- _Problem description_
Please reproduce exactly the lines from the start of the records through the one containing "pub struct ApiKey(String);", and nothing more.

Stored items
──────────────────────────────
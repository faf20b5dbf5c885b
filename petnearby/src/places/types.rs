//! Place records and wire types for the places endpoint.

use std::collections::BTreeSet;
use std::fmt;

use serde::{Deserialize, Serialize};

use crate::coord::Coordinate;

/// Status returned by the endpoint when results were found.
pub const STATUS_OK: &str = "OK";

/// Status returned by the endpoint for a valid query with no matches.
pub const STATUS_ZERO_RESULTS: &str = "ZERO_RESULTS";

/// Errors from a single places query.
#[derive(Debug, Clone, PartialEq)]
pub enum PlacesError {
    /// Transport failure (connection refused, DNS, non-2xx, timeout).
    HttpError(String),
    /// The response body could not be decoded.
    InvalidResponse(String),
    /// The request URL could not be built.
    InvalidRequest(String),
}

impl fmt::Display for PlacesError {
    fn fmt(&self, f: &mut fmt::Formatter<'_>) -> fmt::Result {
        match self {
            PlacesError::HttpError(msg) => write!(f, "HTTP error: {}", msg),
            PlacesError::InvalidResponse(msg) => write!(f, "Invalid response: {}", msg),
            PlacesError::InvalidRequest(msg) => write!(f, "Invalid request: {}", msg),
        }
    }
}

impl std::error::Error for PlacesError {}

impl From<serde_json::Error> for PlacesError {
    fn from(e: serde_json::Error) -> Self {
        PlacesError::InvalidResponse(e.to_string())
    }
}

/// API credential for the places endpoint.
///
/// Only constructed through [`ApiKey::new`], which rejects blank values, so
/// holding an `ApiKey` means the credential has been validated.
#[derive(Clone, PartialEq, Eq)]
pub struct ApiKey(String);

impl ApiKey {
    /// Validates a raw credential. Surrounding whitespace is trimmed.
    pub fn new(raw: impl AsRef<str>) -> Option<Self> {
        let trimmed = raw.as_ref().trim();
        if trimmed.is_empty() {
            None
        } else {
            Some(Self(trimmed.to_string()))
        }
    }

    /// The credential value, for building requests.
    pub fn expose(&self) -> &str {
        &self.0
    }
}

impl fmt::Debug for ApiKey {
    fn fmt(&self, f: &mut fmt::Formatter<'_>) -> fmt::Result {
        f.write_str("ApiKey(<redacted>)")
    }
}

/// One nearby-search request for a single category.
#[derive(Debug, Clone)]
pub struct PlaceQuery {
    /// Search center
    pub location: Coordinate,
    /// Search radius in meters
    pub radius_meters: u32,
    /// Place type, e.g. `pharmacy` or `veterinary_care`
    pub category: String,
    /// Validated credential
    pub api_key: ApiKey,
}

/// Decoded nearby-search response.
#[derive(Debug, Clone, Default, PartialEq, Deserialize)]
pub struct SearchResponse {
    /// `OK`, `ZERO_RESULTS`, `REQUEST_DENIED`, `OVER_QUERY_LIMIT`, ...
    pub status: String,
    #[serde(default)]
    pub results: Vec<RawPlace>,
    #[serde(default)]
    pub error_message: Option<String>,
}

impl SearchResponse {
    /// Successful response with the given records.
    pub fn ok(results: Vec<RawPlace>) -> Self {
        Self {
            status: STATUS_OK.to_string(),
            results,
            error_message: None,
        }
    }

    /// Failed response with a status and optional message.
    pub fn failed(status: impl Into<String>, error_message: Option<String>) -> Self {
        Self {
            status: status.into(),
            results: Vec::new(),
            error_message,
        }
    }

    /// True for `OK` and `ZERO_RESULTS`.
    pub fn is_success(&self) -> bool {
        self.status == STATUS_OK || self.status == STATUS_ZERO_RESULTS
    }
}

/// Place record as returned by the endpoint. Every field may be absent.
#[derive(Debug, Clone, Default, PartialEq, Deserialize)]
pub struct RawPlace {
    #[serde(default)]
    pub place_id: Option<String>,
    #[serde(default)]
    pub name: Option<String>,
    #[serde(default)]
    pub geometry: Option<RawGeometry>,
    #[serde(default)]
    pub types: Vec<String>,
    #[serde(default)]
    pub vicinity: Option<String>,
}

#[derive(Debug, Clone, Copy, PartialEq, Deserialize)]
pub struct RawGeometry {
    pub location: RawLatLng,
}

#[derive(Debug, Clone, Copy, PartialEq, Deserialize)]
pub struct RawLatLng {
    pub lat: f64,
    pub lng: f64,
}

impl RawPlace {
    /// Convenience constructor for a complete record.
    pub fn new(id: &str, name: &str, lat: f64, lng: f64) -> Self {
        Self {
            place_id: Some(id.to_string()),
            name: Some(name.to_string()),
            geometry: Some(RawGeometry {
                location: RawLatLng { lat, lng },
            }),
            types: Vec::new(),
            vicinity: None,
        }
    }

    /// Converts the record into a [`Place`].
    ///
    /// Returns `None` when the id, name or a valid position is missing.
    pub fn into_place(self) -> Option<Place> {
        let id = self.place_id.filter(|id| !id.is_empty())?;
        let name = self.name?;
        let location = self.geometry?.location;
        let coordinate = Coordinate::new(location.lat, location.lng).ok()?;

        Some(Place {
            id,
            name,
            coordinate,
            category_tags: self.types.into_iter().collect(),
            vicinity_label: self.vicinity.unwrap_or_default(),
        })
    }
}

/// A point of interest ready for marker rendering.
#[derive(Debug, Clone, PartialEq, Serialize)]
pub struct Place {
    /// Provider-unique identifier
    pub id: String,
    /// Display name
    pub name: String,
    /// Marker position
    pub coordinate: Coordinate,
    /// Provider classification tags
    pub category_tags: BTreeSet<String>,
    /// Short address / neighbourhood line
    pub vicinity_label: String,
}
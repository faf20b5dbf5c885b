//! PetNearby - nearby pharmacies and veterinary clinics on a map
//!
//! This library drives one visit of the discovery screen: it asks for
//! location permission, takes the first location fix, centers the map
//! there and aggregates nearby places from several categories into a
//! single de-duplicated list.
//!
//! The host supplies the permission prompt, the location stream and the
//! map view through the traits in [`permission`], [`location`] and
//! [`discovery`]; [`places`] ships a Google Places client.

use std::future::Future;
use std::pin::Pin;

pub mod config;
pub mod coord;
pub mod discovery;
pub mod error;
pub mod location;
pub mod logging;
pub mod permission;
pub mod places;

pub use error::DiscoveryError;

/// Boxed future returned by the object-safe async traits in this crate.
pub type BoxFuture<'a, T> = Pin<Box<dyn Future<Output = T> + Send + 'a>>;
──────────────────────────────
- _Exercise solution_
repository faf20b5dbf5c885b
filename petnearby/src/places/types.rs
//! Place records and wire types for the places endpoint.

use std::collections::BTreeSet;
use std::fmt;

use serde::{Deserialize, Serialize};

use crate::coord::Coordinate;

/// Status returned by the endpoint when results were found.
pub const STATUS_OK: &str = "OK";

/// Status returned by the endpoint for a valid query with no matches.
pub const STATUS_ZERO_RESULTS: &str = "ZERO_RESULTS";

/// Errors from a single places query.
#[derive(Debug, Clone, PartialEq)]
pub enum PlacesError {
    /// Transport failure (connection refused, DNS, non-2xx, timeout).
    HttpError(String),
    /// The response body could not be decoded.
    InvalidResponse(String),
    /// The request URL could not be built.
    InvalidRequest(String),
}

impl fmt::Display for PlacesError {
    fn fmt(&self, f: &mut fmt::Formatter<'_>) -> fmt::Result {
        match self {
            PlacesError::HttpError(msg) => write!(f, "HTTP error: {}", msg),
            PlacesError::InvalidResponse(msg) => write!(f, "Invalid response: {}", msg),
            PlacesError::InvalidRequest(msg) => write!(f, "Invalid request: {}", msg),
        }
    }
}

impl std::error::Error for PlacesError {}

impl From<serde_json::Error> for PlacesError {
    fn from(e: serde_json::Error) -> Self {
        PlacesError::InvalidResponse(e.to_string())
    }
}

/// API credential for the places endpoint.
///
/// Only constructed through [`ApiKey::new`], which rejects blank values, so
/// holding an `ApiKey` means the credential has been validated.
#[derive(Clone, PartialEq, Eq)]
pub struct ApiKey(String);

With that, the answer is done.